Optimization of such a large number of design parameters and the large variety of materials currently being studied makes progress difficult. To expedite this process, recent work has involved the development of approaches to systematically compare already developed materials (Sun et al., 2008). More work similar to this would be highly valuable to the field of CNS tissue regeneration and would help to accelerate progress. Before implantation into animal models, most materials undergo significant in vitro testing to determine biocompatibility and regenerative capacity. There has recently been a push to use three-dimensional cell studies over two-dimensional experiments, since they more accurately mimic the in vivo environment. Results emphasizing the importance of such factors as mechanical strength (Balgude et al., 2001; Flanagan et al., 2002; Leach et al., 2007; Saha et al., 2008) support this trend and encourage more widespread application of three-dimensional in vitro cell studies to limit time spent on screening new material designs. In addition, a more standardized system for in vivo testing of material efficacy may help in direct comparison of materials detailed in the literature. Currently, spinal cord injury animal models involve compression (Gruner, 1992; Rivlin and Tator, 1978), partial transection (Blesch and Tuszynski, 2003), or complete transection (Ramon-Cueto and Nietosampedro, 1994) using animals with a wide variation of species, size, age, sex, and body weight, making it difficult to compare different repair strategies and biomaterial designs. Complete transection models are the most widely used and produce the most reproducible results but do not effectively mimic human CNS injury. Use of such models may help initially to test new materials, but could lead to the design of materials that are difficult to surgically implant in more realistic injury sites, and may downplay the effectiveness of some materials due to the severity of the injury model.

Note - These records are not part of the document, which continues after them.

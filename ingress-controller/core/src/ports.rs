use ingress_controller_k8s_api::{ContainerPort, GameServer, PortToExpose, ServicePort};
use std::{fmt, str::FromStr};

/// A container port selected for exposure.
#[derive(Clone, Debug, PartialEq, Eq)]
pub struct ExposedPort {
    pub name: String,
    pub port: i32,
    pub protocol: Protocol,
}

/// Transport protocol of a container port.
#[derive(Copy, Clone, Debug, PartialEq, Eq, Hash)]
pub enum Protocol {
    Tcp,
    Udp,
    Sctp,
}

#[derive(Debug, thiserror::Error)]
#[error("unknown protocol: {0}")]
pub struct UnknownProtocol(String);

/// Resolves the GameServer's `portsToExpose` against its containers,
/// preserving the order of `portsToExpose`.
///
/// Entries that can't be exposed are skipped rather than failing the whole
/// GameServer: references to a container or port that doesn't exist, and
/// ports whose protocol can't be routed over HTTP.
pub fn exposed_ports(gs: &GameServer) -> Vec<ExposedPort> {
    gs.spec
        .ports_to_expose
        .iter()
        .filter_map(|pte| {
            let Some(port) = find_port(gs, pte) else {
                tracing::info!(
                    container = %pte.container_name,
                    port = %pte.port_name,
                    "Exposed port not found in GameServer template; skipping",
                );
                return None;
            };

            let protocol = match port.protocol.as_deref().map(str::parse::<Protocol>).transpose() {
                Ok(protocol) => protocol.unwrap_or(Protocol::Tcp),
                Err(error) => {
                    tracing::info!(port = %pte.port_name, %error, "Skipping port");
                    return None;
                }
            };
            if !protocol.is_routable() {
                tracing::info!(port = %pte.port_name, %protocol, "Only TCP ports are supported; skipping");
                return None;
            }

            Some(ExposedPort {
                name: pte.port_name.clone(),
                port: port.container_port,
                protocol,
            })
        })
        .collect()
}

fn find_port<'gs>(gs: &'gs GameServer, pte: &PortToExpose) -> Option<&'gs ContainerPort> {
    gs.spec
        .template
        .spec
        .as_ref()?
        .containers
        .iter()
        .filter(|c| c.name == pte.container_name)
        .flat_map(|c| c.ports.iter().flatten())
        .find(|p| p.name.as_deref() == Some(pte.port_name.as_str()))
}

// === impl ExposedPort ===

impl From<ExposedPort> for ServicePort {
    fn from(ExposedPort { name, port, protocol }: ExposedPort) -> Self {
        ServicePort {
            name: Some(name),
            port,
            protocol: Some(protocol.to_string()),
            ..Default::default()
        }
    }
}

// === impl Protocol ===

impl Protocol {
    /// Traefik's HTTP routers can only forward to stream-oriented backends.
    pub fn is_routable(&self) -> bool {
        matches!(self, Self::Tcp)
    }
}

impl FromStr for Protocol {
    type Err = UnknownProtocol;

    fn from_str(s: &str) -> Result<Self, Self::Err> {
        match s {
            "TCP" => Ok(Self::Tcp),
            "UDP" => Ok(Self::Udp),
            "SCTP" => Ok(Self::Sctp),
            _ => Err(UnknownProtocol(s.to_string())),
        }
    }
}

impl fmt::Display for Protocol {
    fn fmt(&self, f: &mut fmt::Formatter<'_>) -> fmt::Result {
        match self {
            Self::Tcp => f.write_str("TCP"),
            Self::Udp => f.write_str("UDP"),
            Self::Sctp => f.write_str("SCTP"),
        }
    }
}

#[cfg(test)]
mod tests {
    use super::*;
    use crate::tests::{mk_game_server, mk_port};
    use pretty_assertions::assert_eq;
    use rstest::rstest;

    fn tcp(name: &str, port: i32) -> ExposedPort {
        ExposedPort {
            name: name.to_string(),
            port,
            protocol: Protocol::Tcp,
        }
    }

    #[test]
    fn drops_udp_ports() {
        let gs = mk_game_server(
            "default",
            "gs-1",
            [(
                "game",
                vec![
                    mk_port("game-port", 7777, Some("TCP")),
                    mk_port("udp-port", 7778, Some("UDP")),
                ],
            )],
            [("game", "game-port"), ("game", "udp-port")],
        );
        assert_eq!(exposed_ports(&gs), vec![tcp("game-port", 7777)]);
    }

    #[rstest]
    #[case::unknown_port([("game", "missing")])]
    #[case::unknown_container([("sidecar", "game-port")])]
    #[case::port_on_other_container([("game", "metrics")])]
    fn skips_dangling_references(#[case] expose: [(&'static str, &'static str); 1]) {
        let gs = mk_game_server(
            "default",
            "gs-1",
            [
                ("game", vec![mk_port("game-port", 7777, Some("TCP"))]),
                ("agent", vec![mk_port("metrics", 9090, Some("TCP"))]),
            ],
            expose.into_iter().chain([("game", "game-port")]),
        );
        assert_eq!(exposed_ports(&gs), vec![tcp("game-port", 7777)]);
    }

    #[rstest]
    #[case(None, true)]
    #[case(Some("TCP"), true)]
    #[case(Some("UDP"), false)]
    #[case(Some("SCTP"), false)]
    #[case(Some("QUIC"), false)]
    fn protocol_support(#[case] protocol: Option<&str>, #[case] exposed: bool) {
        let gs = mk_game_server(
            "default",
            "gs-1",
            [("game", vec![mk_port("game-port", 7777, protocol)])],
            [("game", "game-port")],
        );
        assert_eq!(!exposed_ports(&gs).is_empty(), exposed);
    }

    #[test]
    fn preserves_exposure_order() {
        let gs = mk_game_server(
            "default",
            "gs-1",
            [
                ("game", vec![mk_port("a", 7000, None), mk_port("b", 7001, None)]),
                ("admin", vec![mk_port("c", 8000, None)]),
            ],
            [("admin", "c"), ("game", "b"), ("game", "a")],
        );
        assert_eq!(
            exposed_ports(&gs),
            vec![tcp("c", 8000), tcp("b", 7001), tcp("a", 7000)]
        );
    }

    #[test]
    fn template_without_pod_spec() {
        let mut gs = mk_game_server(
            "default",
            "gs-1",
            [("game", vec![mk_port("game-port", 7777, None)])],
            [("game", "game-port")],
        );
        gs.spec.template.spec = None;
        assert!(exposed_ports(&gs).is_empty());
    }

    #[test]
    fn converts_to_service_port() {
        let port = ServicePort::from(tcp("game-port", 7777));
        assert_eq!(port.name.as_deref(), Some("game-port"));
        assert_eq!(port.port, 7777);
        assert_eq!(port.protocol.as_deref(), Some("TCP"));
        assert_eq!(port.target_port, None);
    }
}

Recent developments in biomaterial design are encouraging, but new materials that provide tunable platforms that address multiple key scaffold design criteria are currently needed. Progress toward the design and optimization of such scaffolds may potentially be hastened through more collaboration, better in vitro three-dimensional models, and more standardized in vivo animal models.
No competing financial interests exist.